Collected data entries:
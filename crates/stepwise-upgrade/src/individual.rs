//! Individual deployment model.
//!
//! Every member replaces its own workload. The highest ordinal goes first
//! behind the health gate, the next one waits for the operator's resume,
//! and the rest follow as soon as everything above them is upgraded and
//! healthy.

use stepwise_core::{DeploymentModel, UnitState};
use stepwise_health::{ClusterHealth, WorkloadController};
use tracing::{debug, info, warn};

use crate::error::UpgradeResult;
use crate::model::{Resume, UpgradeModel, running_status};
use crate::status::{Status, short_id};
use crate::upgrade::UpgradeBase;

pub struct IndividualModel;

impl IndividualModel {
    fn publish_current(&self, base: &UpgradeBase) -> UpgradeResult<()> {
        let coordination = base.coordination();
        coordination.set_workload_container_version(&self.app_workload_container_version(base))?;
        coordination.set_workload_version(base.registry().workload_version())?;
        Ok(())
    }
}

impl UpgradeModel for IndividualModel {
    fn kind(&self) -> DeploymentModel {
        DeploymentModel::Individual
    }

    fn unit_state(&self, base: &UpgradeBase) -> UpgradeResult<Option<UnitState>> {
        let own = base.coordination().workload_container_version()?;
        if own.is_some_and(|v| v != self.app_workload_container_version(base)) {
            return Ok(Some(UnitState::Outdated));
        }
        Ok(base.coordination().unit_state()?)
    }

    fn unit_healthy_status(&self, base: &UpgradeBase) -> UpgradeResult<Status> {
        let target = self.app_workload_container_version(base);
        match self.unit_state(base)? {
            Some(UnitState::Upgrading) => Ok(Status::Maintenance(format!(
                "Upgrading workload to revision {}",
                short_id(&target, 16)
            ))),
            Some(UnitState::Outdated) => {
                let own = base
                    .coordination()
                    .workload_container_version()?
                    .unwrap_or_default();
                running_status(base, &own, Some("(outdated)"))
            }
            _ => running_status(base, &target, None),
        }
    }

    fn settle(&self, base: &UpgradeBase, workload: &dyn WorkloadController) -> UpgradeResult<()> {
        let coordination = base.coordination();
        let target = self.app_workload_container_version(base);
        match coordination.workload_container_version()? {
            None => {
                // First install: the workload was installed from this build.
                self.publish_current(base)?;
                coordination.set_unit_state(UnitState::Healthy)?;
                info!(ordinal = base.ordinal(), version = %target, "published installed version");
            }
            Some(own) if own == target => {
                let state = coordination.unit_state()?;
                if matches!(state, None | Some(UnitState::Upgrading)) && workload.is_workload_healthy()
                {
                    coordination.set_unit_state(UnitState::Healthy)?;
                    debug!(ordinal = base.ordinal(), "workload healthy on target");
                }
            }
            Some(_) => {}
        }
        Ok(())
    }

    fn reconcile_partition(
        &self,
        base: &UpgradeBase,
        resume: Option<Resume>,
    ) -> UpgradeResult<Option<String>> {
        let Some(resume) = resume else {
            return Ok(None);
        };
        let latch = stepwise_store::ResumeLatch {
            target: self.app_workload_container_version(base),
            resumed: true,
        };
        base.coordination().set_resume_latch(&latch)?;
        debug!(target = %latch.target, force = resume.force, "resume latch set");
        Ok(Some("Upgrade resumed.".to_string()))
    }

    fn authorized(&self, base: &UpgradeBase, cluster: &dyn ClusterHealth) -> UpgradeResult<bool> {
        let coordination = base.coordination();
        let target = self.app_workload_container_version(base);
        if coordination.workload_container_version()?.as_deref() == Some(target.as_str()) {
            return Ok(false);
        }
        if let Err(reason) = base.compatibility()? {
            warn!(%reason, "upgrade incompatible; not authorizing");
            return Ok(false);
        }

        let own = base.ordinal();
        for (index, &ordinal) in base.sorted_members()?.iter().enumerate() {
            if ordinal == own {
                return match index {
                    0 => {
                        if base.is_rollback()? {
                            info!("rolling back to recorded controller; skipping health gate");
                        } else {
                            base.run_health_gate(cluster)?;
                        }
                        Ok(true)
                    }
                    1 => self.upgrade_resumed(base),
                    _ => Ok(true),
                };
            }
            let upgraded = coordination
                .member_workload_container_version(ordinal)?
                .is_some_and(|v| v == target);
            let healthy = coordination.member_state(ordinal)? == Some(UnitState::Healthy);
            if !upgraded || !healthy {
                debug!(ordinal, upgraded, healthy, "waiting on higher member");
                return Ok(false);
            }
        }
        Ok(false)
    }

    fn upgrade_unit(
        &self,
        base: &UpgradeBase,
        workload: &dyn WorkloadController,
    ) -> UpgradeResult<()> {
        let coordination = base.coordination();
        coordination.set_unit_state(UnitState::Upgrading)?;
        info!(
            ordinal = base.ordinal(),
            target = %self.app_workload_container_version(base),
            "upgrading workload"
        );
        workload.restart_or_reinstall_workload()?;
        self.publish_current(base)?;
        if workload.is_workload_healthy() {
            coordination.set_unit_state(UnitState::Healthy)?;
            info!(ordinal = base.ordinal(), "workload upgraded");
        } else {
            warn!(ordinal = base.ordinal(), "workload unhealthy after upgrade");
        }
        Ok(())
    }
}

HOW TO COMPLETE THIS TASK:
Show every line in the entries above that contains the string "latch".

RESPONSE BOX:
        let latch = stepwise_store::ResumeLatch {
        base.coordination().set_resume_latch(&latch)?;
        debug!(target = %latch.target, force = resume.force, "resume latch set");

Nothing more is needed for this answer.